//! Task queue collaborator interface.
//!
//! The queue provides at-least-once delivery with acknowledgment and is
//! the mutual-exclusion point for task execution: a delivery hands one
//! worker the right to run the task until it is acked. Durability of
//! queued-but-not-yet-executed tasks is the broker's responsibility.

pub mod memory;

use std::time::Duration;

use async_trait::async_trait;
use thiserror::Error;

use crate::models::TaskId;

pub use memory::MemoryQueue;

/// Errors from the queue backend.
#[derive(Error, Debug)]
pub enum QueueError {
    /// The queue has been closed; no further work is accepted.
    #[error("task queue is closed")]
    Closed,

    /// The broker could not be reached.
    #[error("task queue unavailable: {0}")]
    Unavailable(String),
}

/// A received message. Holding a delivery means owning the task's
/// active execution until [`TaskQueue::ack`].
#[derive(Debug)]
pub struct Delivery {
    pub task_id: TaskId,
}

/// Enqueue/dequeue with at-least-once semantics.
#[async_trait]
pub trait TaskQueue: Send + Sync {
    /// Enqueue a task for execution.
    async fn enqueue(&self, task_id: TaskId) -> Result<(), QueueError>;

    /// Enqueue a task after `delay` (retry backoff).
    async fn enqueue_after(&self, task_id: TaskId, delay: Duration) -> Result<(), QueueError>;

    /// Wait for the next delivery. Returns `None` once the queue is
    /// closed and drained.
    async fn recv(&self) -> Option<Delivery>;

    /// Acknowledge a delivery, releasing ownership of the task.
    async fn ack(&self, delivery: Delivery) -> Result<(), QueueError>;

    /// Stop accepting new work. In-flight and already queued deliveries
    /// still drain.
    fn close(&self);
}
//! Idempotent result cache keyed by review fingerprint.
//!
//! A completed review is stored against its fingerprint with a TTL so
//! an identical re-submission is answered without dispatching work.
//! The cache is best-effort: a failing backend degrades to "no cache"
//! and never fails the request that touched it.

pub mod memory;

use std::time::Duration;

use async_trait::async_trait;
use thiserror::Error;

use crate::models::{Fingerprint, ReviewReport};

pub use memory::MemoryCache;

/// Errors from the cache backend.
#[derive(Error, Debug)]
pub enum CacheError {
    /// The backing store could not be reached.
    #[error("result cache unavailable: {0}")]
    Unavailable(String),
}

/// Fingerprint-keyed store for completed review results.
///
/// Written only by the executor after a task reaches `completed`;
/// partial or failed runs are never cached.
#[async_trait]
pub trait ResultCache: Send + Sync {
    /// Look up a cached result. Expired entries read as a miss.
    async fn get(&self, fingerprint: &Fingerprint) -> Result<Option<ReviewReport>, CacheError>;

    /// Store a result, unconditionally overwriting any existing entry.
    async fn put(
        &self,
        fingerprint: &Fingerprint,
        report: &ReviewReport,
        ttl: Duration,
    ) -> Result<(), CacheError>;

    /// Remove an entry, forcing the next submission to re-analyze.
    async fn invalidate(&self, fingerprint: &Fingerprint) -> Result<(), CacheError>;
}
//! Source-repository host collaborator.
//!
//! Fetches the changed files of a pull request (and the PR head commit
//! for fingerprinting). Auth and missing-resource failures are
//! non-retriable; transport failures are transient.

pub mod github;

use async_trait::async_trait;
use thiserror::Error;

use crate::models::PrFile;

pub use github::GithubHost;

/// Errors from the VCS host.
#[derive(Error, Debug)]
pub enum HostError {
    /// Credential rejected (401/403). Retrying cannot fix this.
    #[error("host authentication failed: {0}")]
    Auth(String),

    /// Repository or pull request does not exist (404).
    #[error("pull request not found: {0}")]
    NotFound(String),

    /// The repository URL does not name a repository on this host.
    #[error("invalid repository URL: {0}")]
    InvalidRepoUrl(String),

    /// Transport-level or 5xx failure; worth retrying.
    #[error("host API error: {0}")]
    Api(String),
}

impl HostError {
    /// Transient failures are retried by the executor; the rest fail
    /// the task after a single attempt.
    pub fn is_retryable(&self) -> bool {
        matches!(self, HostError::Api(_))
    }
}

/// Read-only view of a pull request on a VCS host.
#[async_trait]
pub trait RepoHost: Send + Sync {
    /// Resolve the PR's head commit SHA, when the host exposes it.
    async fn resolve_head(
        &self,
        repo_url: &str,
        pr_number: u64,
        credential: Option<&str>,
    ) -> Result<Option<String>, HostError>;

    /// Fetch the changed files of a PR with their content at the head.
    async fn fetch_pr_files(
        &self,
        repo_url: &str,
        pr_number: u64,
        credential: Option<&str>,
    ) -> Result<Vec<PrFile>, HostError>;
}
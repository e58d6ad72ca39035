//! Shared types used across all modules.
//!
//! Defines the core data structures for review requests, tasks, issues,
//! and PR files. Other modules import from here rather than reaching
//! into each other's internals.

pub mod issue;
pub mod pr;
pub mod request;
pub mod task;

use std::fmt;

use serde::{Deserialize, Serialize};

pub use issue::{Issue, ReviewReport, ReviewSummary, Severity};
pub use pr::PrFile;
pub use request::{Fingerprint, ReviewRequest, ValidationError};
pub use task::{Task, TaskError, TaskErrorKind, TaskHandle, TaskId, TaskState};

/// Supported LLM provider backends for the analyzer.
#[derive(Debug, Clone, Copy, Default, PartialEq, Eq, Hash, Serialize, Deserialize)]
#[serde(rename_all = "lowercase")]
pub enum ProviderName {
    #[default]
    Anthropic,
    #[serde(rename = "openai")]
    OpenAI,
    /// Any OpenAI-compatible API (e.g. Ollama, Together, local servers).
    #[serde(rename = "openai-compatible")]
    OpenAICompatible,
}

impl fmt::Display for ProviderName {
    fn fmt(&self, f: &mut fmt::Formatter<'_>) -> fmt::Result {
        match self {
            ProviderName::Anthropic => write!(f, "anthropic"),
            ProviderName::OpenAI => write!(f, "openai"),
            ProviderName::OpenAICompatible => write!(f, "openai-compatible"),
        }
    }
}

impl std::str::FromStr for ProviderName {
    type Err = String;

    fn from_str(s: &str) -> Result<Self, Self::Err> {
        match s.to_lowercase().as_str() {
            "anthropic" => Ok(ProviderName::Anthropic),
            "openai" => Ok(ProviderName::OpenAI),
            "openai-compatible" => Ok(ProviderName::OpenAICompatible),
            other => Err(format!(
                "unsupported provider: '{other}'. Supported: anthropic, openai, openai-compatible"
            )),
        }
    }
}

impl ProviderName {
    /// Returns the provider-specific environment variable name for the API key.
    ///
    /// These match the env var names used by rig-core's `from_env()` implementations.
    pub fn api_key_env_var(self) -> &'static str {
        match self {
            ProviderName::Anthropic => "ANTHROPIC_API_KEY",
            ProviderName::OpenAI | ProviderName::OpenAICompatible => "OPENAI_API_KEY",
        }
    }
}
==================================================
TASK REQUIREMENTS: Select from the material above each line in which the string "once" appears, and list those lines.

ANSWER SECTION:
//! The queue provides at-least-once delivery with acknowledgment and is
/// Enqueue/dequeue with at-least-once semantics.
    /// Wait for the next delivery. Returns `None` once the queue is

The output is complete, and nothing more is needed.